SÃO PAULO - É mais fácil faltar crédito de tíquete elevado para grandes companhias do que para as pequenas na atual conjuntura, disse hoje o presidente do Itaú Unibanco, Roberto Setubal. A afirmação do executivo contraria o argumento de que os bancos estariam cortando os empréstimos para as empresas de menor porte.

Valor Online |

"Nunca mais vamos voltar àquele nível de liquidez visto antes da crise", afirmou Setubal, para justificar a dificuldade de atender todos os pedidos, em especial das grandes empresas, que antes se financiavam no mercado externo e agora procuram o sistema bancário local.

Segundo ele, antes do agravamento da turbulência internacional, as grandes corporações chegavam à porta dos bancos pedindo somas elevadas - como R$ 5 bilhões de uma única vez, por exemplo - e conseguiam os recursos. Hoje, não há dinheiro disponível para operações desse tipo.

De acordo com Setubal, uma prova de que os bancos não estão com excesso de caixa e que a liquidez ainda está apertada é que o custo de captação segue acima da variação do CDI. Se o mercado estivesse muito abastecido de dinheiro, os grandes bancos estariam pagando menos que esse índice de referência para se financiar.

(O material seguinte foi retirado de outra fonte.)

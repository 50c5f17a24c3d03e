//! Trains the population without opening a window.

use anyhow::{Context, Result};
use clap::Parser;
use flappy_evo::cli::{Cli, init_tracing};
use flappy_evo::simulation::episode::{AbortHandle, NullRenderer};
use flappy_evo::simulation::evolution::Population;
use tracing::info;

fn main() -> Result<()> {
    init_tracing();
    let cli = Cli::parse();
    let config = cli
        .resolve_config()
        .context("failed to load configuration")?;

    info!(
        population = config.evolution.population_size,
        generations = config.evolution.generations,
        seed = cli.seed,
        "starting headless training"
    );

    let mut population = Population::new(&config.evolution, cli.seed);
    let winner = population.run(&config.simulation, &mut NullRenderer, &AbortHandle::new());

    match winner {
        Some(genome) => info!(
            id = genome.id,
            fitness = genome.fitness,
            generation = population.generation(),
            "winner found"
        ),
        None => {
            let best = population.history().iter().map(|s| s.best_fitness).fold(f32::MIN, f32::max);
            info!(
                best_fitness = best,
                generations = population.history().len(),
                "no genome reached the fitness threshold"
            );
        }
    }
    Ok(())
}
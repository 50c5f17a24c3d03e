// UI module - egui overlays of the windowed front end

mod genesis;
mod stats;
mod ui;

pub use genesis::draw_genesis_screen;
pub use ui::{UIState, draw_ui, process_egui};
use egui_macroquad::egui;
use flappy_evo::simulation::params::Config;
use macroquad::prelude::*;

/// Lets the user tune the run before training starts. Returns `true` once started.
pub fn draw_genesis_screen(config: &mut Config, problem: Option<&str>) -> bool {
    clear_background(LIGHTGRAY);

    let mut start_training = false;

    egui_macroquad::ui(|egui_ctx| {
        egui::CentralPanel::default().show(egui_ctx, |ui| {
            egui::ScrollArea::vertical().show(ui, |ui| {
                ui.heading("Flappy Evo - Configuration");
                ui.add_space(10.0);

                let evolution = &mut config.evolution;
                ui.collapsing("Population", |ui| {
                    ui.add(
                        egui::Slider::new(&mut evolution.population_size, 1..=200)
                            .text("Birds per generation"),
                    );
                    ui.add(
                        egui::Slider::new(&mut evolution.generations, 1..=500).text("Generations"),
                    );
                    ui.add(
                        egui::Slider::new(&mut evolution.fitness_threshold, 1.0..=1000.0)
                            .text("Fitness threshold")
                            .logarithmic(true),
                    );
                    ui.add(egui::Slider::new(&mut evolution.elitism, 0..=20).text("Elitism"));
                    ui.add(
                        egui::Slider::new(&mut evolution.survival_fraction, 0.05..=1.0)
                            .text("Survival fraction"),
                    );
                });

                ui.collapsing("Brain", |ui| {
                    ui.add(egui::Slider::new(&mut evolution.hidden_size, 1..=32).text("Hidden neurons"));
                    ui.add(
                        egui::Slider::new(&mut evolution.weight_scale, 0.1..=5.0)
                            .text("Initial weight scale"),
                    );
                    ui.add(
                        egui::Slider::new(&mut evolution.mutation_scale, 0.0..=2.0)
                            .text("Mutation scale"),
                    );
                });

                let simulation = &mut config.simulation;
                ui.collapsing("Game", |ui| {
                    ui.add(egui::Slider::new(&mut simulation.pipe_gap, 100.0..=400.0).text("Pipe gap"));
                    ui.add(
                        egui::Slider::new(&mut simulation.pipe_velocity, 1.0..=15.0)
                            .text("Pipe velocity"),
                    );
                    ui.add(egui::Slider::new(&mut simulation.score_cap, 1..=500).text("Score cap"));
                    ui.add(
                        egui::Slider::new(&mut simulation.jump_threshold, -1.0..=1.0)
                            .text("Jump threshold"),
                    );
                });

                ui.add_space(20.0);
                ui.separator();
                ui.add_space(10.0);

                if let Some(problem) = problem {
                    ui.colored_label(egui::Color32::from_rgb(200, 40, 40), problem);
                }

                ui.horizontal(|ui| {
                    if ui.button("Start Training").clicked() {
                        start_training = true;
                    }
                    ui.label("or press Enter");
                });
            });
        });
    });

    egui_macroquad::draw();

    start_training || is_key_pressed(KeyCode::Enter)
}
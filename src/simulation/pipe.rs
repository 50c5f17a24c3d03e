//! Pipe pairs: procedural placement, scrolling and retirement.

use rand::Rng;
use serde::{Deserialize, Serialize};

use super::params::Params;
use super::sprites::{PIPE_HEIGHT, PIPE_WIDTH};

/// A scrolling pair of pipes with an opening between them.
#[derive(Debug, Clone, PartialEq, Serialize, Deserialize)]
pub struct Pipe {
    /// Left edge of both pipes.
    pub x: f32,
    /// Upper edge of the opening.
    pub gap_y: f32,
    /// Top edge of the upper pipe sprite (`gap_y - PIPE_HEIGHT`).
    pub top: f32,
    /// Top edge of the lower pipe sprite (`gap_y + pipe_gap`).
    pub bottom: f32,
    /// Set once a bird has flown past this pipe; never cleared.
    pub passed: bool,
}

impl Pipe {
    /// Creates a pipe at `x` with its opening starting at `gap_y`.
    ///
    /// `gap_y` is clamped into `[gap_min, gap_max]` so the opening is always reachable.
    pub fn new(x: f32, gap_y: f32, params: &Params) -> Self {
        let low = params.gap_min as f32;
        let high = (params.gap_max as f32).max(low);
        let gap_y = gap_y.clamp(low, high);

        Self {
            x,
            gap_y,
            top: gap_y - PIPE_HEIGHT as f32,
            bottom: gap_y + params.pipe_gap,
            passed: false,
        }
    }

    /// Creates a pipe at `x` with a uniformly drawn opening height.
    pub fn spawn(x: f32, rng: &mut impl Rng, params: &Params) -> Self {
        let gap_y = if params.gap_min < params.gap_max {
            rng.random_range(params.gap_min..params.gap_max)
        } else {
            params.gap_min
        };
        Self::new(x, gap_y as f32, params)
    }

    /// Scrolls the pipe one tick to the left.
    pub fn advance(&mut self, params: &Params) {
        self.x -= params.pipe_velocity;
    }

    /// Whether the trailing edge has left the screen.
    pub fn is_off_screen(&self) -> bool {
        self.x + (PIPE_WIDTH as f32) < 0.0
    }

    /// Right edge of the pipe.
    pub fn trailing_edge(&self) -> f32 {
        self.x + PIPE_WIDTH as f32
    }
}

Para o cenário de crédito em 2009, o presidente do Itaú Unibanco segue apostando numa expansão da ordem de 15%, considerando que deve haver um crescimento próximo de 2,5% para o Produto Interno Bruto (PIB).

Ele ressalta, no entanto, que quem determina o ritmo de expansão dos empréstimos são os tomadores e não o banco. "É o mercado que puxa", disse ele, admitindo que a carteira corporate deve crescer diante da queda da liquidez internacional.